Figure 1. Chronologic representation of serial cerebrospinal fluid (CSF) measurements obtained from lumbar puncture with CSF white blood cell count on the left axis and CSF chloride ion, CSF protein, CSF glucose and CSF lactic acid on the right axis. In summary, the patient is demonstrating a gradual improvement across all assessments. An abnormal cerebrospinal fluid (CSF) white blood cell count observed on day 49, coupled with no substantial alterations in other metrics, indicates the possibility of a testing error. Conversely, the presence of abnormalities in all test parameters on day 68 suggests the potential onset of a new infection in the patient. (The standard reference ranges for leukocyte counts, chloride ion levels, protein concentration, glucose levels, and lactate in CSF are 0-5x10^6/L, 120-130mmol/L, 0.15∼0.45g/L, 2.5∼4.4mmol/L, 1.0∼2.8mmol/L.).
Figure 2. (A) MR imaging showed a marked meningeal enhancement on T1WI. Indicates the potential occurrence of cryptococcal meningoencephalitis in the patient. (B, C) The CSF result of India ink staining and Alcian blue staining of patients are both positive.

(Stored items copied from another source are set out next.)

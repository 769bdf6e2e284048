//! Transport seam for server-context logic invoked from the client.

use std::sync::Arc;

use async_trait::async_trait;

use weaver_common::{Config, WeaverError};

use crate::chain::{execute_chain, ExecuteRequest, ExecuteResponse};
use crate::resolver::ModuleResolver;

/// Posts a signal chain to the execute endpoint and returns the response.
/// [`HttpTransport`] is the production implementation; tests and
/// same-process setups use [`InProcessTransport`].
#[async_trait]
pub trait RpcTransport: Send + Sync {
    async fn execute(&self, request: ExecuteRequest) -> Result<ExecuteResponse, WeaverError>;
}

/// Posts chains as JSON to `POST /weaver/execute` over HTTP.
pub struct HttpTransport {
    client: reqwest::Client,
    url: String,
}

impl HttpTransport {
    pub fn new(url: impl Into<String>) -> Self {
        Self { client: reqwest::Client::new(), url: url.into() }
    }

    /// Endpoint from runtime configuration (`WEAVER_RPC_URL`).
    pub fn from_config(config: &Config) -> Self {
        Self::new(config.rpc_url.clone())
    }
}

#[async_trait]
impl RpcTransport for HttpTransport {
    async fn execute(&self, request: ExecuteRequest) -> Result<ExecuteResponse, WeaverError> {
        let response = self
            .client
            .post(&self.url)
            .json(&request)
            .send()
            .await
            .map_err(|e| WeaverError::Transport(e.to_string()))?;
        let status = response.status();
        // Failures still carry an `{error}` body; surface it over the bare
        // status code when present.
        let body: ExecuteResponse = response
            .json()
            .await
            .map_err(|e| WeaverError::Transport(e.to_string()))?;
        if !status.is_success() && body.error.is_none() {
            return Err(WeaverError::Transport(format!(
                "execute endpoint returned {status}"
            )));
        }
        Ok(body)
    }
}

/// Executes chains directly against a server-side resolver, no HTTP.
pub struct InProcessTransport {
    resolver: Arc<dyn ModuleResolver>,
}

impl InProcessTransport {
    pub fn new(resolver: Arc<dyn ModuleResolver>) -> Self {
        Self { resolver }
    }
}

#[async_trait]
impl RpcTransport for InProcessTransport {
    async fn execute(&self, request: ExecuteRequest) -> Result<ExecuteResponse, WeaverError> {
        Ok(execute_chain(request, self.resolver.clone()).await)
    }
}
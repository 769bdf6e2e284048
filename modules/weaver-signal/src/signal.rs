//! Author-facing signal handles and constructors.
//!
//! A [`Signal`] pairs the wire definition with the runtime back-references
//! (`logic_ref`, `deps_ref`, suspense trees, node props) that never cross
//! the wire. Constructors validate their inputs, compute the
//! content-addressable id, and hand back an immutable handle — deriving the
//! same signal twice yields the same id, so duplicates collapse in the
//! registry.

use std::collections::BTreeMap;
use std::fmt;
use std::sync::Arc;

use anyhow::{bail, Result};

use crate::def::{
    ActionDef, ComponentDef, ComputedDef, ExecutionContext, HandlerDef, LogicDef, MutatorDef,
    NodeDef, ReferenceDef, SignalDef, StateDef, StreamDef, SuspenseDef,
};
use crate::id::{content_id, derived_id, IdScope};
use crate::value::Value;
use crate::vnode::{collect_signal_ids, Vnode};

/// A prop value: a plain JSON literal or a signal binding.
#[derive(Clone)]
pub enum Prop {
    Value(Value),
    Signal(Signal),
}

impl fmt::Debug for Prop {
    fn fmt(&self, f: &mut fmt::Formatter<'_>) -> fmt::Result {
        match self {
            Prop::Value(v) => write!(f, "{v}"),
            Prop::Signal(s) => write!(f, "{s:?}"),
        }
    }
}

impl Prop {
    pub fn value(v: impl Into<Value>) -> Self {
        Prop::Value(v.into())
    }
}

impl From<&Signal> for Prop {
    fn from(s: &Signal) -> Self {
        Prop::Signal(s.clone())
    }
}

/// Component props. BTreeMap so key order is canonical by construction.
pub type Props = BTreeMap<String, Prop>;

/// An addressable unit in the reactive graph: the wire definition plus
/// in-process back-references.
#[derive(Clone)]
pub struct Signal {
    pub def: SignalDef,
    /// Full logic signal, for emitting its definition ahead of this one.
    pub logic_ref: Option<Arc<Signal>>,
    /// Full component signal of a node instance.
    pub component_ref: Option<Arc<Signal>>,
    /// Full dependency signals, in dep order.
    pub deps_ref: Vec<Signal>,
    /// Declared parameter count of a logic signal. Runtime-only hint used to
    /// validate dependency lists; not serialized.
    pub arity: Option<usize>,
    /// Suspense fallback tree.
    pub fallback_ref: Option<Arc<Vnode>>,
    /// Suspense children tree.
    pub children_ref: Option<Arc<Vnode>>,
    /// Original node props, with live signal handles.
    pub props_ref: Option<Props>,
}

impl Signal {
    fn bare(def: SignalDef) -> Self {
        Self {
            def,
            logic_ref: None,
            component_ref: None,
            deps_ref: Vec::new(),
            arity: None,
            fallback_ref: None,
            children_ref: None,
            props_ref: None,
        }
    }

    /// Rebuild a handle from a wire definition — no back-references. The
    /// client agent uses this for definitions that arrived via
    /// `weaver.push`; everything resolves through the registry from here.
    pub fn from_def(def: SignalDef) -> Self {
        Signal::bare(def)
    }

    pub fn id(&self) -> &str {
        self.def.id()
    }

    pub fn kind(&self) -> &'static str {
        self.def.kind()
    }
}

impl fmt::Debug for Signal {
    fn fmt(&self, f: &mut fmt::Formatter<'_>) -> fmt::Result {
        write!(f, "Signal({} {})", self.kind(), self.id())
    }
}

/// Writable state. The id is sequential within `scope`; `init` seeds the
/// registry value on first read.
pub fn state(scope: &IdScope, init: impl Into<Value>) -> Signal {
    Signal::bare(SignalDef::State(StateDef { id: scope.next_state_id(), init: init.into() }))
}

/// Builder for logic signals. The id is content-derived from `src` unless a
/// bundler-assigned id is supplied.
pub struct LogicBuilder {
    id: Option<String>,
    src: String,
    ssr_src: Option<String>,
    context: Option<ExecutionContext>,
    timeout: Option<u64>,
    arity: Option<usize>,
}

/// Start defining a logic signal for the module at `src`.
pub fn logic(src: impl Into<String>) -> LogicBuilder {
    LogicBuilder {
        id: None,
        src: src.into(),
        ssr_src: None,
        context: None,
        timeout: None,
        arity: None,
    }
}

impl LogicBuilder {
    /// Bundler-assigned id (`logic_…`). Overrides the content-derived one.
    pub fn id(mut self, id: impl Into<String>) -> Self {
        self.id = Some(id.into());
        self
    }

    /// Module path for the server-side loader when it differs from `src`.
    pub fn ssr_src(mut self, src: impl Into<String>) -> Self {
        self.ssr_src = Some(src.into());
        self
    }

    pub fn context(mut self, context: ExecutionContext) -> Self {
        self.context = Some(context);
        self
    }

    /// Race async execution against a timer. `0` always defers.
    pub fn timeout_ms(mut self, ms: u64) -> Self {
        self.timeout = Some(ms);
        self
    }

    /// Declare the parameter count so dependent constructors can validate
    /// their dependency lists.
    pub fn arity(mut self, n: usize) -> Self {
        self.arity = Some(n);
        self
    }

    pub fn build(self) -> Signal {
        let id = self.id.unwrap_or_else(|| content_id("logic", &self.src));
        let mut sig = Signal::bare(SignalDef::Logic(LogicDef {
            id,
            src: self.src,
            ssr_src: self.ssr_src,
            context: self.context,
            timeout: self.timeout,
        }));
        sig.arity = self.arity;
        sig
    }
}

fn expect_logic<'a>(sig: &'a Signal, role: &str) -> Result<&'a LogicDef> {
    match &sig.def {
        SignalDef::Logic(d) => Ok(d),
        other => bail!("{role} must be a logic signal, got {}", other.kind()),
    }
}

fn check_arity(logic_sig: &Signal, supplied: usize, reserved: usize) -> Result<()> {
    if let Some(arity) = logic_sig.arity {
        if supplied + reserved != arity {
            bail!(
                "logic '{}' takes {} argument(s), {} dependency(ies) supplied",
                logic_sig.id(),
                arity,
                supplied
            );
        }
    }
    Ok(())
}

fn dep_ids(deps: &[Signal]) -> Vec<String> {
    deps.iter().map(|d| d.id().to_string()).collect()
}

/// Derived value. Same logic + same deps (by id) collapses to the same id.
pub fn computed(logic_sig: &Signal, deps: &[Signal]) -> Result<Signal> {
    computed_inner(logic_sig, deps, None)
}

/// Derived value with a fallback seed used while execution is deferred.
pub fn computed_with_init(
    logic_sig: &Signal,
    deps: &[Signal],
    init: impl Into<Value>,
) -> Result<Signal> {
    computed_inner(logic_sig, deps, Some(init.into()))
}

fn computed_inner(logic_sig: &Signal, deps: &[Signal], init: Option<Value>) -> Result<Signal> {
    let logic_def = expect_logic(logic_sig, "computed logic")?;
    check_arity(logic_sig, deps.len(), 0)?;
    let ids = dep_ids(deps);
    let id = derived_id(&logic_def.id, &ids.iter().map(String::as_str).collect::<Vec<_>>());
    let mut sig = Signal::bare(SignalDef::Computed(ComputedDef {
        id,
        logic: logic_def.id.clone(),
        deps: ids,
        init,
    }));
    sig.logic_ref = Some(Arc::new(logic_sig.clone()));
    sig.deps_ref = deps.to_vec();
    Ok(sig)
}

/// Imperative signal: invoking it runs the logic, which writes through any
/// mutator dependencies.
pub fn action(logic_sig: &Signal, deps: &[Signal]) -> Result<Signal> {
    let logic_def = expect_logic(logic_sig, "action logic")?;
    check_arity(logic_sig, deps.len(), 0)?;
    let ids = dep_ids(deps);
    let id = derived_id(
        &format!("action:{}", logic_def.id),
        &ids.iter().map(String::as_str).collect::<Vec<_>>(),
    );
    let mut sig = Signal::bare(SignalDef::Action(ActionDef {
        id,
        logic: logic_def.id.clone(),
        deps: ids,
    }));
    sig.logic_ref = Some(Arc::new(logic_sig.clone()));
    sig.deps_ref = deps.to_vec();
    Ok(sig)
}

/// Action whose first argument position is reserved for the DOM event.
pub fn handler(logic_sig: &Signal, deps: &[Signal]) -> Result<Signal> {
    let logic_def = expect_logic(logic_sig, "handler logic")?;
    check_arity(logic_sig, deps.len(), 1)?;
    let ids = dep_ids(deps);
    let id = derived_id(
        &format!("handler:{}", logic_def.id),
        &ids.iter().map(String::as_str).collect::<Vec<_>>(),
    );
    let mut sig = Signal::bare(SignalDef::Handler(HandlerDef {
        id,
        logic: logic_def.id.clone(),
        deps: ids,
    }));
    sig.logic_ref = Some(Arc::new(logic_sig.clone()));
    sig.deps_ref = deps.to_vec();
    Ok(sig)
}

/// Bind a logic module to a component role.
pub fn component(logic_sig: &Signal) -> Result<Signal> {
    let logic_def = expect_logic(logic_sig, "component logic")?;
    let id = content_id("component", &logic_def.id);
    let mut sig =
        Signal::bare(SignalDef::Component(ComponentDef { id, logic: logic_def.id.clone() }));
    sig.logic_ref = Some(Arc::new(logic_sig.clone()));
    Ok(sig)
}

/// A component instance. Props are canonicalised (stable key order, signals
/// encoded as `{"$signal": id}`) before hashing, so two identical
/// instantiations collapse to one node.
pub fn node(component_sig: &Signal, props: Props) -> Result<Signal> {
    let component_def = match &component_sig.def {
        SignalDef::Component(d) => d,
        other => bail!("node component must be a component signal, got {}", other.kind()),
    };

    let mut canonical = serde_json::Map::new();
    let mut deps = Vec::new();
    let mut deps_ref = Vec::new();
    for (key, prop) in &props {
        match prop {
            Prop::Value(v) => {
                canonical.insert(key.clone(), v.clone());
            }
            Prop::Signal(sig) => {
                canonical
                    .insert(key.clone(), serde_json::json!({ "$signal": sig.id() }));
                deps.push(sig.id().to_string());
                deps_ref.push(sig.clone());
            }
        }
    }
    let canonical_json = serde_json::to_string(&canonical)?;
    let id = derived_id(&component_def.id, &[&canonical_json]);

    let mut sig = Signal::bare(SignalDef::Node(NodeDef {
        id,
        component: component_def.id.clone(),
        logic: component_def.logic.clone(),
        props: canonical,
        deps,
    }));
    sig.logic_ref = component_sig.logic_ref.clone();
    sig.component_ref = Some(Arc::new(component_sig.clone()));
    sig.deps_ref = deps_ref;
    sig.props_ref = Some(props);
    Ok(sig)
}

/// Reducer over a stream-producing source logic. The registry value starts
/// at `init` and advances once per source element.
pub fn stream(source: &Signal, reducer: &Signal, init: impl Into<Value>) -> Result<Signal> {
    let source_def = expect_logic(source, "stream source")?;
    let reducer_def = expect_logic(reducer, "stream reducer")?;
    let id = derived_id(&format!("stream:{}", source_def.id), &[&reducer_def.id]);
    let mut sig = Signal::bare(SignalDef::Stream(StreamDef {
        id,
        source: source_def.id.clone(),
        reducer: reducer_def.id.clone(),
        init: init.into(),
    }));
    sig.deps_ref = vec![source.clone(), reducer.clone()];
    Ok(sig)
}

/// Suspense boundary. The id is derived from the signals reachable in the
/// children tree; `pending_deps`/`children_html` are filled in by the
/// resolver during rendering.
pub fn suspense(fallback: Vnode, children: Vnode) -> Signal {
    let ids = collect_signal_ids(&children);
    let id = derived_id("suspense", &ids.iter().map(String::as_str).collect::<Vec<_>>());
    let mut sig = Signal::bare(SignalDef::Suspense(SuspenseDef {
        id,
        pending_deps: Vec::new(),
        children_html: None,
    }));
    sig.fallback_ref = Some(Arc::new(fallback));
    sig.children_ref = Some(Arc::new(children));
    sig
}

/// Read-only interface around a state signal.
pub fn reference(target: &Signal) -> Result<Signal> {
    expect_state(target, "reference")?;
    let id = derived_id("reference", &[target.id()]);
    let mut sig = Signal::bare(SignalDef::Reference(ReferenceDef {
        id,
        target: target.id().to_string(),
    }));
    sig.deps_ref = vec![target.clone()];
    Ok(sig)
}

/// Writable interface around a state signal. Logic receiving this dependency
/// gets a `{get, set}` handle that writes through to the registry.
pub fn mutator(target: &Signal) -> Result<Signal> {
    expect_state(target, "mutator")?;
    let id = derived_id("mutator", &[target.id()]);
    let mut sig =
        Signal::bare(SignalDef::Mutator(MutatorDef { id, target: target.id().to_string() }));
    sig.deps_ref = vec![target.clone()];
    Ok(sig)
}

fn expect_state(sig: &Signal, role: &str) -> Result<()> {
    match &sig.def {
        SignalDef::State(_) => Ok(()),
        other => bail!("{role} target must be a state signal, got {}", other.kind()),
    }
}

#[cfg(test)]
mod tests {
    use super::*;
    use serde_json::json;

    fn test_logic(src: &str, arity: usize) -> Signal {
        logic(src).arity(arity).build()
    }

    #[test]
    fn computed_id_is_idempotent() {
        let scope = IdScope::new("t");
        let count = state(&scope, 0);
        let dbl = test_logic("/logic/double.js", 1);
        let a = computed(&dbl, &[count.clone()]).unwrap();
        let b = computed(&dbl, &[count.clone()]).unwrap();
        assert_eq!(a.id(), b.id());
    }

    #[test]
    fn computed_rejects_arity_mismatch() {
        let scope = IdScope::new("t");
        let count = state(&scope, 0);
        let dbl = test_logic("/logic/double.js", 2);
        assert!(computed(&dbl, &[count]).is_err());
    }

    #[test]
    fn handler_reserves_event_slot() {
        let scope = IdScope::new("t");
        let count = state(&scope, 0);
        let inc = test_logic("/logic/inc.js", 2);
        let m = mutator(&count).unwrap();
        // 2 params = event + one dep.
        assert!(handler(&inc, &[m.clone()]).is_ok());
        assert!(handler(&inc, &[m.clone(), m]).is_err());
    }

    #[test]
    fn node_ids_collapse_for_identical_props() {
        let scope = IdScope::new("t");
        let alice = state(&scope, "Alice");
        let card_logic = logic("/components/card.js").build();
        let card = component(&card_logic).unwrap();

        let mut props_a = Props::new();
        props_a.insert("title".into(), Prop::value("User"));
        props_a.insert("name".into(), Prop::from(&alice));
        // Insertion order differs; canonical order must not.
        let mut props_b = Props::new();
        props_b.insert("name".into(), Prop::from(&alice));
        props_b.insert("title".into(), Prop::value("User"));

        let a = node(&card, props_a).unwrap();
        let b = node(&card, props_b).unwrap();
        assert_eq!(a.id(), b.id());

        match &a.def {
            SignalDef::Node(d) => {
                assert_eq!(d.deps, vec![alice.id().to_string()]);
                assert_eq!(d.props["name"], json!({"$signal": alice.id()}));
            }
            _ => unreachable!(),
        }
    }

    #[test]
    fn wrappers_require_state_targets() {
        let dbl = test_logic("/logic/double.js", 1);
        assert!(mutator(&dbl).is_err());
        assert!(reference(&dbl).is_err());
    }
}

Figure 3. Serial axial brain MR imaging of the patient. (A) Imaging on Day 6 showed abnormal enhancement in left basal ganglia(T2/T2 Flair/DWI). (B) The imaging on Day 15 reveals the persistence of a lesion in the patient’s left basal ganglia prior to the omaya capsulotomy procedure. Furthermore, the images indicate that there are no contraindications to surgery in this patient. (C) Imaging on Day 62 showed marked improvement after effective antifungal therapy. The atypical signaling observed in the left basal ganglia is characterized by a notable reduction. (D) Imaging on Day 102 showed no marked lesion after corticosteroid treatment.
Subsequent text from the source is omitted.